- [WHAT IS BEING ASKED]:
Which of the lines below contain the string "IndicatorSet"? Copy each one.

- [TASK INPUT]:
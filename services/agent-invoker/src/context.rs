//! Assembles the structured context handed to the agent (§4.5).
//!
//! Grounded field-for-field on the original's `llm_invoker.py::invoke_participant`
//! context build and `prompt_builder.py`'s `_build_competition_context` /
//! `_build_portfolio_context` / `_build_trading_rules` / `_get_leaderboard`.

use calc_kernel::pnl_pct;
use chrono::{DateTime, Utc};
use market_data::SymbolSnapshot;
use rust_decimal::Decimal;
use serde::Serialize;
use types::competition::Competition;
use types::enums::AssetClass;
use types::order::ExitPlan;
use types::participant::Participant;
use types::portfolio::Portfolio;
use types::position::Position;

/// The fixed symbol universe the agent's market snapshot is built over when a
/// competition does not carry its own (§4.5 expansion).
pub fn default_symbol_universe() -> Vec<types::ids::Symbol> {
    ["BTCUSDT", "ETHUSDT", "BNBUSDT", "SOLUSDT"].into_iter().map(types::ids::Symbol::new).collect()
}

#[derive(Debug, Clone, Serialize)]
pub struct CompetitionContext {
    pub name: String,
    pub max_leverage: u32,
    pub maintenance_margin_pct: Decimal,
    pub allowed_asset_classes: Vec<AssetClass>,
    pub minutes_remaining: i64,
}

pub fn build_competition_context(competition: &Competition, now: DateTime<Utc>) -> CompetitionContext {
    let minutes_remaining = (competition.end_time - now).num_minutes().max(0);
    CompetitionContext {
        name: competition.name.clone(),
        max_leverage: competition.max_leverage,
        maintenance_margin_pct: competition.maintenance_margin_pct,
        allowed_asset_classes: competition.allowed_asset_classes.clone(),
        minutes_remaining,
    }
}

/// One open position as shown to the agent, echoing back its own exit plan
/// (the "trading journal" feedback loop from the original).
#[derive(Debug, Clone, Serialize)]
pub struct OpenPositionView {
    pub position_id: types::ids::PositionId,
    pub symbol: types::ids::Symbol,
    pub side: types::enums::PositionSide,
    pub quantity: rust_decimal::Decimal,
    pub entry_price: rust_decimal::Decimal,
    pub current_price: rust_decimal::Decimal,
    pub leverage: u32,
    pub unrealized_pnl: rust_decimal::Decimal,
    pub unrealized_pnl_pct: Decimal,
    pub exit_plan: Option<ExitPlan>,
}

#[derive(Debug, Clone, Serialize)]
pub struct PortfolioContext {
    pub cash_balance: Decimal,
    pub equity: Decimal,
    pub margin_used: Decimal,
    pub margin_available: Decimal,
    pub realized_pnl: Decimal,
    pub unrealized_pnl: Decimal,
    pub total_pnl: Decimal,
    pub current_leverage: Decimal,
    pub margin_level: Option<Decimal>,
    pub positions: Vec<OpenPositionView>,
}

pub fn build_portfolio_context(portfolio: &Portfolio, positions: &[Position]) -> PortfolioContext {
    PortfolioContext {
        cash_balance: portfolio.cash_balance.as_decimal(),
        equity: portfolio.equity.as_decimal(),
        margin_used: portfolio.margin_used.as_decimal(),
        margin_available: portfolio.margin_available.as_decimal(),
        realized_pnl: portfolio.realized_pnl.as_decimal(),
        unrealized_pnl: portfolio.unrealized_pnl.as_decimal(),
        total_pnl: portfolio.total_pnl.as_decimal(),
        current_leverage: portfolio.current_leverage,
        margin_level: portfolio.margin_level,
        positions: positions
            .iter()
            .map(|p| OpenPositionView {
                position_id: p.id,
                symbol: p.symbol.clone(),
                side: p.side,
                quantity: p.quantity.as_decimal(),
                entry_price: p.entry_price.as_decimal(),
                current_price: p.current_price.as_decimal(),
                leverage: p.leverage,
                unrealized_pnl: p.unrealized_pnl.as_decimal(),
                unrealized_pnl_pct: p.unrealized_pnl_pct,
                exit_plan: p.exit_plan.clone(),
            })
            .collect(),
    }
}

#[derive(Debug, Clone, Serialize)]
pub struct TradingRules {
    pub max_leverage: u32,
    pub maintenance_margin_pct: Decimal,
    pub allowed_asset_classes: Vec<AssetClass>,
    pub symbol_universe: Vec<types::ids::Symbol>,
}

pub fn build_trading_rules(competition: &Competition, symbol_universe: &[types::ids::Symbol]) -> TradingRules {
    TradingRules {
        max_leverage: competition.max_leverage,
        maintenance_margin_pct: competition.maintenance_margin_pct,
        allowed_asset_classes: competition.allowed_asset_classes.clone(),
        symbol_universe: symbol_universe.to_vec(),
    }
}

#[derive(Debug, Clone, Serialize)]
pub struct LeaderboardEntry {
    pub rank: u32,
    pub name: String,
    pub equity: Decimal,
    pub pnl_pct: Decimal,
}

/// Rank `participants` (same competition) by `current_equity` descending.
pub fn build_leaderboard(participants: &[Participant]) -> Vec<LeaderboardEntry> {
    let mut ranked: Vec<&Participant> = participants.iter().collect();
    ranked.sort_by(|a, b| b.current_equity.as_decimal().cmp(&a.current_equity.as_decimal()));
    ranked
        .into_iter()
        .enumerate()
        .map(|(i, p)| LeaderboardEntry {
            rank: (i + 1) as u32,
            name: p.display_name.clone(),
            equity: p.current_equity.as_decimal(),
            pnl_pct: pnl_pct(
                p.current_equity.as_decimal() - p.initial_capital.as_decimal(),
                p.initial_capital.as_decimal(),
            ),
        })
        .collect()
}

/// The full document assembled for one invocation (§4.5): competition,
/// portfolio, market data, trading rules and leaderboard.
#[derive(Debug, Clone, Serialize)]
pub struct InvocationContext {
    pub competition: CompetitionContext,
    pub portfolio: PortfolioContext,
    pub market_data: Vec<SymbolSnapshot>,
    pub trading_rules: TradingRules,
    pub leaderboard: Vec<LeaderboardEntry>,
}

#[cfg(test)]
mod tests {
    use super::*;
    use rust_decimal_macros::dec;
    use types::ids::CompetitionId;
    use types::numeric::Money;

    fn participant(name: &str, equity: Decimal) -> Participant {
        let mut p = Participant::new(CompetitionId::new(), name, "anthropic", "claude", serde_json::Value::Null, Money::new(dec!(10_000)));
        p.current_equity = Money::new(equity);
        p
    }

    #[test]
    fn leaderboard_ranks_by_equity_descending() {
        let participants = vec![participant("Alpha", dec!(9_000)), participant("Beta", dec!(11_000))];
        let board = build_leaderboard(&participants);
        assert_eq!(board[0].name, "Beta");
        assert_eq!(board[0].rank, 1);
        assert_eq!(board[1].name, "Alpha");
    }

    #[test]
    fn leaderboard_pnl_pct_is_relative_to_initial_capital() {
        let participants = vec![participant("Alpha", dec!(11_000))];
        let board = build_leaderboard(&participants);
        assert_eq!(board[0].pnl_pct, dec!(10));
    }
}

...

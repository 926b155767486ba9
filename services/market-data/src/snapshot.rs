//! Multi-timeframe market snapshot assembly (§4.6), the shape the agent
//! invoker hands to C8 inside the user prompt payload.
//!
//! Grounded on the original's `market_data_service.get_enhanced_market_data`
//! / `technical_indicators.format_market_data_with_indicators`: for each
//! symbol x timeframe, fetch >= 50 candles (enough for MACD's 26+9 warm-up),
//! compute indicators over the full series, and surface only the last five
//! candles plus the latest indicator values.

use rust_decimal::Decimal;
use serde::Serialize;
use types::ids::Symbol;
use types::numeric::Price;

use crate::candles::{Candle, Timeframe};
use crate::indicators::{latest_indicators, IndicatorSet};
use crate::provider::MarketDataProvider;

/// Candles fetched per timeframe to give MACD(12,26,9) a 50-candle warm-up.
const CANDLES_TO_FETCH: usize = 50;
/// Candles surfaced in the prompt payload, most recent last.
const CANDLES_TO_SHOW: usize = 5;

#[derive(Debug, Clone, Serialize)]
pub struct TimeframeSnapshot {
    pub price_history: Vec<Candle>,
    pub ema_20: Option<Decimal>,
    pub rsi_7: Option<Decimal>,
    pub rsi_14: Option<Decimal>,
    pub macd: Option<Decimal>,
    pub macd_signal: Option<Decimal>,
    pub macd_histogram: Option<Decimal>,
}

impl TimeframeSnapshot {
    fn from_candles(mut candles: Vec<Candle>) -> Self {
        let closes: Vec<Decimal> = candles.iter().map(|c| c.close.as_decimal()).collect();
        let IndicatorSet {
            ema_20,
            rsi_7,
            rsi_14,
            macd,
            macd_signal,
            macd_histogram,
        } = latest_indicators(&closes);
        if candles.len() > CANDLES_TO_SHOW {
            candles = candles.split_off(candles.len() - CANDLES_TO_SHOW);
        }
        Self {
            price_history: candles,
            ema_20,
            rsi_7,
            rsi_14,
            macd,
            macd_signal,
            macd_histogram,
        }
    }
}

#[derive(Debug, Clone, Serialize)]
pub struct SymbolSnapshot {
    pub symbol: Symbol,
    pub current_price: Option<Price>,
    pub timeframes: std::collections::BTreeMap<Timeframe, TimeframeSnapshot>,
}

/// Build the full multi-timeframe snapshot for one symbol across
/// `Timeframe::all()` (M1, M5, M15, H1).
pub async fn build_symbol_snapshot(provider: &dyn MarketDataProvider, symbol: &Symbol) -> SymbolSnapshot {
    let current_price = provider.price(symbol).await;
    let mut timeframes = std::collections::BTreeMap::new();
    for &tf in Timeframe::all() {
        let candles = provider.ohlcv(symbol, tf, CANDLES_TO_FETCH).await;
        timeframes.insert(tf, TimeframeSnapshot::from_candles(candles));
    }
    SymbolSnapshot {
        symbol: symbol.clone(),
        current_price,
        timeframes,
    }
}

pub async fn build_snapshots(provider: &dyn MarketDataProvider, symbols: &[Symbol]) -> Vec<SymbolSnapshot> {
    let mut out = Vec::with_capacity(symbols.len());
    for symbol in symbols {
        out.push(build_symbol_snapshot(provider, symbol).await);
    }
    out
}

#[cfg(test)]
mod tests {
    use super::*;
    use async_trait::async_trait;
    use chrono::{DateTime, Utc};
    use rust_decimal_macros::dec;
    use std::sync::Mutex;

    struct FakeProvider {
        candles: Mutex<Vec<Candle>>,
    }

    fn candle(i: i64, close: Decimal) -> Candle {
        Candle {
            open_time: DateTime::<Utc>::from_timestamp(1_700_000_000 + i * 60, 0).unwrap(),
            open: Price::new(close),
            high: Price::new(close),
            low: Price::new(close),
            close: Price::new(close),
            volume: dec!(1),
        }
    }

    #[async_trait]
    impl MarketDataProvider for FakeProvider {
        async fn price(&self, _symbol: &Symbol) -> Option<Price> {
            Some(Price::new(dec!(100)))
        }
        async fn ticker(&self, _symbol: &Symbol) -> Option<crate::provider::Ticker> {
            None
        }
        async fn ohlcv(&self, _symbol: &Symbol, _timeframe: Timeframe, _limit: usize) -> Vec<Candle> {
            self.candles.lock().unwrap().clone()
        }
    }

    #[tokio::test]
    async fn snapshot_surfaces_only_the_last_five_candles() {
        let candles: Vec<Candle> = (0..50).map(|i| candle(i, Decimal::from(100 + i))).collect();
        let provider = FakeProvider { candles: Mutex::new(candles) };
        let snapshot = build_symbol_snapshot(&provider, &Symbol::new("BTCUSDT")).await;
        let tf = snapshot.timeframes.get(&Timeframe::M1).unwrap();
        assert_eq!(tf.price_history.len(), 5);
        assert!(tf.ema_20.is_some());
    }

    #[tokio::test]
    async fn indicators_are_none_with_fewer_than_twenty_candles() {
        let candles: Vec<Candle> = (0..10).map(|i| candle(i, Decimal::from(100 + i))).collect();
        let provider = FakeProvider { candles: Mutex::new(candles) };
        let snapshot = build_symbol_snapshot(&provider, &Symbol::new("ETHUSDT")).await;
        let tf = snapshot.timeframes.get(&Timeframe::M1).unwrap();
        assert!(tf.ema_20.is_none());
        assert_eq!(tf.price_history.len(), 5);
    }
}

- [RESPONSE TO THE EXERCISE]:
use crate::indicators::{latest_indicators, IndicatorSet};
        let IndicatorSet {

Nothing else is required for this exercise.